イギリスのスナク首相がフランスを訪問し、マクロン大統領と首脳会談を行いました。英仏の首脳会談は5年ぶりで、イギリスのEU=ヨーロッパ連合離脱以降、冷え込んでいた両国の関係の改善をアピールした形です。

スナク首相とマクロン大統領は10日、パリの大統領府で首脳会談を行い、共同記者会見にのぞみました。

イギリス スナク首相
「今日の会談は新しい始まりを意味するものだと信じています」

スナク首相は、ロシアによる侵攻が続くウクライナへの支援やエネルギー・安全保障の分野でも協力していくことを確認したとしたうえで、この会談を「新たなスタートだ」とし、関係改善を強調しました。

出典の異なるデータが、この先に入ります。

//! Shared task domain types.
//!
//! The engine reads tasks, it never owns them: persistence, auth, and HTTP
//! semantics live with the storage collaborator. [`Task`] therefore carries
//! only the fields the suggestion pipeline consumes.

use chrono::{DateTime, Utc};
use serde::{Deserialize, Serialize};

use crate::embedding::Embedding;

/// Unique task identifier, immutable for the task's lifetime.
#[derive(
    Debug, Clone, Copy, PartialEq, Eq, Hash, PartialOrd, Ord, Serialize, Deserialize,
)]
pub struct TaskId(pub u64);

impl std::fmt::Display for TaskId {
    fn fmt(&self, f: &mut std::fmt::Formatter<'_>) -> std::fmt::Result {
        write!(f, "{}", self.0)
    }
}

/// Identifies the owning user.
///
/// Every engine operation is scoped to one owner; historical evidence never
/// crosses owners under any circumstance.
#[derive(
    Debug, Clone, Copy, PartialEq, Eq, Hash, PartialOrd, Ord, Serialize, Deserialize,
)]
pub struct OwnerId(pub u64);

impl std::fmt::Display for OwnerId {
    fn fmt(&self, f: &mut std::fmt::Formatter<'_>) -> std::fmt::Result {
        write!(f, "{}", self.0)
    }
}

/// Task lifecycle status.
///
/// Only `Done` tasks participate as historical evidence for suggestions.
#[derive(Debug, Clone, Copy, PartialEq, Eq, Hash, Serialize, Deserialize)]
#[serde(rename_all = "SCREAMING_SNAKE_CASE")]
pub enum TaskStatus {
    Todo,
    InProgress,
    Done,
}

// ---------------------------------------------------------------------------
// Quadrant
// ---------------------------------------------------------------------------

/// Eisenhower quadrant: a pure function of the (urgent, important) pair.
///
/// Never stored on a task — always derived, so it cannot diverge from the
/// underlying flags.
#[derive(Debug, Clone, Copy, PartialEq, Eq, Hash, Serialize, Deserialize)]
#[serde(rename_all = "SCREAMING_SNAKE_CASE")]
pub enum Quadrant {
    /// Urgent and important.
    DoFirst,
    /// Important but not urgent.
    Schedule,
    /// Urgent but not important.
    Delegate,
    /// Neither urgent nor important.
    Eliminate,
}

impl Quadrant {
    /// Derive the quadrant from the standard truth table.
    pub fn from_flags(urgent: bool, important: bool) -> Self {
        match (urgent, important) {
            (true, true) => Self::DoFirst,
            (false, true) => Self::Schedule,
            (true, false) => Self::Delegate,
            (false, false) => Self::Eliminate,
        }
    }

    /// Canonical wire name.
    pub fn label(&self) -> &'static str {
        match self {
            Self::DoFirst => "DO_FIRST",
            Self::Schedule => "SCHEDULE",
            Self::Delegate => "DELEGATE",
            Self::Eliminate => "ELIMINATE",
        }
    }

    /// Fixed recommendation sentence used in explanations.
    ///
    /// Wording is deliberately static: explanation reproducibility is a
    /// tested property.
    pub fn recommendation(&self) -> &'static str {
        match self {
            Self::DoFirst => {
                "Do this first - it's both urgent and important. \
                 Prioritize this task immediately."
            }
            Self::Schedule => {
                "Schedule dedicated time for this - it's important but not \
                 urgent. Plan when you'll work on it."
            }
            Self::Delegate => {
                "Consider delegating if possible - it's urgent but may not be \
                 critical to your core goals."
            }
            Self::Eliminate => {
                "Question if this is necessary - it's neither urgent nor \
                 important. Consider removing or deferring indefinitely."
            }
        }
    }
}

impl std::fmt::Display for Quadrant {
    fn fmt(&self, f: &mut std::fmt::Formatter<'_>) -> std::fmt::Result {
        f.write_str(self.label())
    }
}

// ---------------------------------------------------------------------------
// Task
// ---------------------------------------------------------------------------

/// A task, restricted to the fields the suggestion engine reads.
#[derive(Debug, Clone, Serialize, Deserialize)]
pub struct Task {
    pub id: TaskId,
    pub owner: OwnerId,
    /// Primary signal for embedding. Required.
    pub title: String,
    /// Additional context for embedding. Optional.
    pub description: Option<String>,
    /// Present once generated, either whole or not at all.
    pub embedding: Option<Embedding>,
    pub is_urgent: bool,
    pub is_important: bool,
    /// Drives urgency scoring. A task without one is treated as low urgency.
    pub due_date: Option<DateTime<Utc>>,
    pub status: TaskStatus,
    pub created_at: DateTime<Utc>,
    /// Set only when `status` transitions to `Done`.
    pub completed_at: Option<DateTime<Utc>>,
}

impl Task {
    /// New pending task with neutral flags and no deadline.
    pub fn new(id: TaskId, owner: OwnerId, title: impl Into<String>) -> Self {
        Self {
            id,
            owner,
            title: title.into(),
            description: None,
            embedding: None,
            is_urgent: false,
            is_important: false,
            due_date: None,
            status: TaskStatus::Todo,
            created_at: Utc::now(),
            completed_at: None,
        }
    }

    /// The quadrant implied by this task's current flags.
    pub fn quadrant(&self) -> Quadrant {
        Quadrant::from_flags(self.is_urgent, self.is_important)
    }

    /// Whether this task may serve as historical evidence: completed, with
    /// an embedding and a completion timestamp.
    pub fn is_candidate(&self) -> bool {
        self.status == TaskStatus::Done
            && self.embedding.is_some()
            && self.completed_at.is_some()
    }

    /// Whole days from creation to completion, if completed.
    pub fn completion_days(&self) -> Option<i64> {
        self.completed_at
            .map(|done| (done - self.created_at).num_days())
    }
}
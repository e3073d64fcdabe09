//! Rich diagnostic error types for the quadrant engine.
//!
//! Each subsystem defines its own error type with miette `#[diagnostic]`
//! derives, providing error codes and help text so callers know exactly what
//! went wrong and how to fix it.

use miette::Diagnostic;
use thiserror::Error;

/// Top-level error type for the quadrant engine.
///
/// Each variant wraps a subsystem-specific error, preserving the full
/// diagnostic chain (error codes, help text) through to the caller.
#[derive(Debug, Error, Diagnostic)]
pub enum QuadrantError {
    #[error(transparent)]
    #[diagnostic(transparent)]
    Embed(#[from] EmbedError),

    #[error(transparent)]
    #[diagnostic(transparent)]
    Suggest(#[from] SuggestError),
}

// ---------------------------------------------------------------------------
// Embedding errors
// ---------------------------------------------------------------------------

#[derive(Debug, Error, Diagnostic)]
pub enum EmbedError {
    #[error("nothing to embed: text is empty after trimming")]
    #[diagnostic(
        code(quadrant::embed::empty_input),
        help("Provide a non-empty task title. Whitespace-only titles cannot be encoded.")
    )]
    EmptyInput,

    #[error("dimension mismatch: expected {expected}, got {actual}")]
    #[diagnostic(
        code(quadrant::embed::dim_mismatch),
        help(
            "All vectors in a similarity computation must share the same \
             dimensionality. A stored embedding that disagrees with the current \
             model was produced by a different model version — run a full \
             backfill to regenerate it."
        )
    )]
    DimensionMismatch { expected: usize, actual: usize },

    #[error("embedding backend failed to load: {message}")]
    #[diagnostic(
        code(quadrant::embed::model_load),
        help(
            "The text-encoding model could not be initialized. Check that the \
             model files are available (the `minilm` backend downloads them on \
             first use) and that there is enough memory."
        )
    )]
    ModelLoad { message: String },

    #[error("text encoding failed: {message}")]
    #[diagnostic(
        code(quadrant::embed::encoding),
        help(
            "The encoding model failed on this input. This is usually \
             transient — the caller may retry. The engine itself never retries."
        )
    )]
    Encoding { message: String },
}

// ---------------------------------------------------------------------------
// Suggestion errors
// ---------------------------------------------------------------------------

#[derive(Debug, Error, Diagnostic)]
pub enum SuggestError {
    #[error("task {task_id} not found for owner {owner_id}")]
    #[diagnostic(
        code(quadrant::suggest::not_found),
        help(
            "The task does not exist or belongs to a different owner. \
             Similarity search is strictly owner-scoped, so a foreign task \
             is indistinguishable from a missing one."
        )
    )]
    TaskNotFound { task_id: u64, owner_id: u64 },

    #[error("task {task_id} has no embedding yet")]
    #[diagnostic(
        code(quadrant::suggest::missing_embedding),
        help(
            "Embeddings are generated on task creation or via \
             `backfill_embeddings()`. Run the backfill for this owner first; \
             the engine never embeds silently mid-request."
        )
    )]
    MissingEmbedding { task_id: u64 },
}

/// Convenience alias for functions returning quadrant results.
pub type QuadrantResult<T> = std::result::Result<T, QuadrantError>;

また、スナク首相はフランスとの間のドーバー海峡をボートで渡る不法移民対策として、フランスに3年間でおよそ5億ポンド、日本円でおよそ800億円を支払い、新たな収容センターを設置することやパトロールの強化などにあてられると明らかにしました。

イギリスとフランスが正式な首脳会談を行うのは2018年以来、5年ぶりです。

イギリスはEU離脱後、フランスと通商関係などをめぐって対立したほか、アメリカ、オーストラリアとともに安全保障の枠組み「AUKUS」を発足させたことでさらに関係が悪化していました。